|
architecture sketch
the application layer is again isolated from the kernel, as in
Hydrogen, being served proxy entities from the EntityPool, and being
served events, possibly with a ttl value, from the EventPool. a
database lives behind the EntityPool, and possibly even the
EventPool. all entities are by default persisted. events are not
proxied but may be persisted, depending on their ttl. any pool can
register() with any other pool of its type---including remote
ones---and the consequence is that it becomes a server to the pool it
registers with for the kinds of things it serves. this creates chains
of servers, with the default EntityPool at the top of the entity pool
hierarchy and the default EventPool at the top of the event pool
hierarchy. thus, for any one session there could be a collection of
entity pools, each one representing local or remote sources of data: a
mail server, a news server, an ftp server, a website full of mp3s, a
remote database, another running knownspace session's entity pool, or
whatever. when two sessions register with each other the default
pool(s) of the first remain the roots of their separate hierachies of
pools with knowledge of how to fetch things from each of the remote
servers. application simpletons are completely unaware of all of this
proxying, networking, and chained serving, since they only see the
local default EntityPool and the local default EventPool.

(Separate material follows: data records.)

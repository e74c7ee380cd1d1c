/// Case-insensitive substring match.
/// An empty needle matches everything.
pub fn contains_ignore_case(haystack: &str, needle: &str) -> bool {
    if needle.is_empty() {
        return true;
    }
    haystack.to_lowercase().contains(&needle.to_lowercase())
}

/// True when the value is empty or only whitespace
pub fn is_blank(value: &str) -> bool {
    value.trim().is_empty()
}

/// Truncate a string to a maximum length, adding ellipsis if needed
pub fn truncate_string(s: &str, max_len: usize) -> String {
    if s.chars().count() <= max_len {
        s.to_string()
    } else if max_len <= 3 {
        s.chars().take(max_len).collect()
    } else {
        let truncated: String = s.chars().take(max_len - 3).collect();
        format!("{}...", truncated)
    }
}

/// Format an amount as Dominican pesos with two decimals and thousands
/// separators, e.g. `RD$ 1,234.50`.
pub fn format_currency(amount: f64) -> String {
    let cents = (amount.abs() * 100.0).round() as u64;
    let whole = (cents / 100).to_string();
    let fraction = cents % 100;

    let mut grouped = String::with_capacity(whole.len() + whole.len() / 3);
    for (i, c) in whole.chars().enumerate() {
        if i > 0 && (whole.len() - i) % 3 == 0 {
            grouped.push(',');
        }
        grouped.push(c);
    }

    let sign = if amount < 0.0 && cents > 0 { "-" } else { "" };
    format!("RD$ {}{}.{:02}", sign, grouped, fraction)
}

#[cfg(test)]
mod tests {
    use super::*;

    #[test]
    fn test_contains_ignore_case() {
        assert!(contains_ignore_case("Apartamento A-101", "a-1"));
        assert!(contains_ignore_case("Torre Norte", "NORTE"));
        assert!(contains_ignore_case("anything", ""));
        assert!(!contains_ignore_case("Torre Norte", "sur"));
    }

    #[test]
    fn test_is_blank() {
        assert!(is_blank(""));
        assert!(is_blank("   \t"));
        assert!(!is_blank(" Ana "));
    }

    #[test]
    fn test_truncate_string() {
        assert_eq!(truncate_string("Hello", 10), "Hello");
        assert_eq!(truncate_string("Hello World", 8), "Hello...");
        assert_eq!(truncate_string("Hi", 2), "Hi");
    }

    #[test]
    fn test_format_currency() {
        assert_eq!(format_currency(0.0), "RD$ 0.00");
        assert_eq!(format_currency(1234.5), "RD$ 1,234.50");
        assert_eq!(format_currency(1_000_000.0), "RD$ 1,000,000.00");
        assert_eq!(format_currency(999.999), "RD$ 1,000.00");
        assert_eq!(format_currency(-25.0), "RD$ -25.00");
    }
}
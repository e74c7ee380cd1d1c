//! Requests and responses as seen by the fetch interceptor.

use std::fmt;
use std::str::FromStr;

use reqwest::Url;
use serde::{Deserialize, Serialize};

use super::CacheError;

#[derive(Debug, Clone, Copy, PartialEq, Eq, Hash, Serialize, Deserialize)]
pub enum Method {
    Get,
    Head,
    Post,
    Put,
    Patch,
    Delete,
    Options,
}

impl Method {
    pub fn as_str(&self) -> &'static str {
        match self {
            Method::Get => "GET",
            Method::Head => "HEAD",
            Method::Post => "POST",
            Method::Put => "PUT",
            Method::Patch => "PATCH",
            Method::Delete => "DELETE",
            Method::Options => "OPTIONS",
        }
    }
}

impl fmt::Display for Method {
    fn fmt(&self, f: &mut fmt::Formatter<'_>) -> fmt::Result {
        f.write_str(self.as_str())
    }
}

impl FromStr for Method {
    type Err = CacheError;

    fn from_str(s: &str) -> Result<Self, Self::Err> {
        match s.to_ascii_uppercase().as_str() {
            "GET" => Ok(Method::Get),
            "HEAD" => Ok(Method::Head),
            "POST" => Ok(Method::Post),
            "PUT" => Ok(Method::Put),
            "PATCH" => Ok(Method::Patch),
            "DELETE" => Ok(Method::Delete),
            "OPTIONS" => Ok(Method::Options),
            other => Err(CacheError::FetchFailed(format!("Unsupported method: {}", other))),
        }
    }
}

impl From<Method> for reqwest::Method {
    fn from(method: Method) -> Self {
        match method {
            Method::Get => reqwest::Method::GET,
            Method::Head => reqwest::Method::HEAD,
            Method::Post => reqwest::Method::POST,
            Method::Put => reqwest::Method::PUT,
            Method::Patch => reqwest::Method::PATCH,
            Method::Delete => reqwest::Method::DELETE,
            Method::Options => reqwest::Method::OPTIONS,
        }
    }
}

/// An outgoing request
#[derive(Debug, Clone, PartialEq, Eq)]
pub struct Request {
    pub method: Method,
    pub url: Url,
    /// Value of the `Accept` header
    pub accept: Option<String>,
}

impl Request {
    pub fn new(method: Method, url: Url) -> Self {
        Self {
            method,
            url,
            accept: None,
        }
    }

    pub fn get(url: Url) -> Self {
        Self::new(Method::Get, url)
    }

    /// Parse an absolute URL
    pub fn parse(method: Method, url: &str) -> Result<Self, CacheError> {
        let url = Url::parse(url).map_err(|e| CacheError::InvalidUrl(format!("{}: {}", url, e)))?;
        Ok(Self::new(method, url))
    }

    pub fn with_accept(mut self, accept: &str) -> Self {
        self.accept = Some(accept.to_string());
        self
    }

    pub fn accepts_html(&self) -> bool {
        self.accept
            .as_deref()
            .map(|a| a.contains("text/html"))
            .unwrap_or(false)
    }

    /// Key the response is cached under: method plus absolute URL
    pub fn cache_key(&self) -> String {
        format!("{} {}", self.method, self.url)
    }
}

/// A response body with the metadata needed to replay it
#[derive(Debug, Clone, PartialEq, Eq, Serialize, Deserialize)]
pub struct Response {
    pub url: String,
    pub status: u16,
    #[serde(default)]
    pub content_type: Option<String>,
    #[serde(default)]
    pub body: Vec<u8>,
}

impl Response {
    pub fn new(url: &str, status: u16, body: impl Into<Vec<u8>>) -> Self {
        Self {
            url: url.to_string(),
            status,
            content_type: None,
            body: body.into(),
        }
    }

    pub fn with_content_type(mut self, content_type: &str) -> Self {
        self.content_type = Some(content_type.to_string());
        self
    }

    /// 2xx status
    pub fn ok(&self) -> bool {
        (200..300).contains(&self.status)
    }
}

to make possible a multi-user system we need a collection of entities
to manage personal information, a person entity. each user would have
their own entity that stores information about them like their phone
numbers, picture, addresses, email addresses, personal websites,
knownspace signon id, names, nicknames, userids, static ip numbers,
sleeping habits, schedule, spouse's name, children's names, friends,
personal likes and dislikes, bad habits, employers, and workplace
address. The person object could also know which emails that person
sent the user, which webpages that person recommended to the user,
which emails the user sent that person, which webpages the user
recommended to that person, what that person's rating of a particular
website is, what movies that person likes, and what other people are
associated with that person. each person entity could also have a link
to that person's own (remote) session when the person happens to be
online in a symphony session. when we have persons inside the system
the user can browse them, search them, organize and reorganize them,
and navigate through them just like any other entity. for further
expansion of this idea as sketched in the old knownspace, look here:
http://www.cs.indiana.edu/~rawlins/website/architecture/entities.html
note that there would have to be yet another simpleton---a user
registration simpleton to manage the task of keeping all person
entities up to date---person entity creation, editing, and so on. and
yet another simpleton that simply notes when any known users registers,
to then alter the 'last signon' information in the relevant person
entity. and yet another simpleton to check all such person entities
whenever new registration events enter the system and so display for
its user knowledge of someone of interest who just signed on. there
could also be yet another simpleton that lets its user browse all
person entities, and so on. if there were a simpleton that could
convert any entity to an xml intermediate form---something we'll need
anyway---and yet another simpleton to attach xslt information to that,
then we could have the browsing simpleton work for any arbitrary
entity, not just person entities, something that would be widely
useful. same for an 'edit entity' simpleton. by keeping the information
in separate related chunks, and relating them only with links to other
entities, and using only events to communicate between simpletons, and
throwing all entities into one entity pool, and all events into one
event pool, and using constraints to find them again, it's easy to
add new functionality to symphony as the need for it occurs. each new
simpleton is small and easy to think about and so easy to build. and
anyone anywhere can build it then share it with all. compare that with
the usual horrible alternative of continually having to break down and
rewrite one single huge, monlithic communication program. and of
course, in normal software engineering, you'd have to pre-think of all
the things you could possibly want to do with a person entity before
you ever created one single person entity to do something as simple as
a phone book! in symphony you could create lots of simple person entities
and do simple things with them, then when you want to create more
sophisticated data structures for persons, you just create more
entities and link them to the originals! or you could write a simpleton
that takes the old entities and creates new entities with the new
information already linked in, then it deletes the old entities. of
course, the cost of all this flexibility in computation and structure
is increased cycles and memory and hard disk space. fortunately, with
the ever escalating increase in price-performance of computer hardware,
even hardcore geeks will eventually realize that their time is much more
valuable than the computer's time. so in the long run this is the
direction that all software engineering has to go.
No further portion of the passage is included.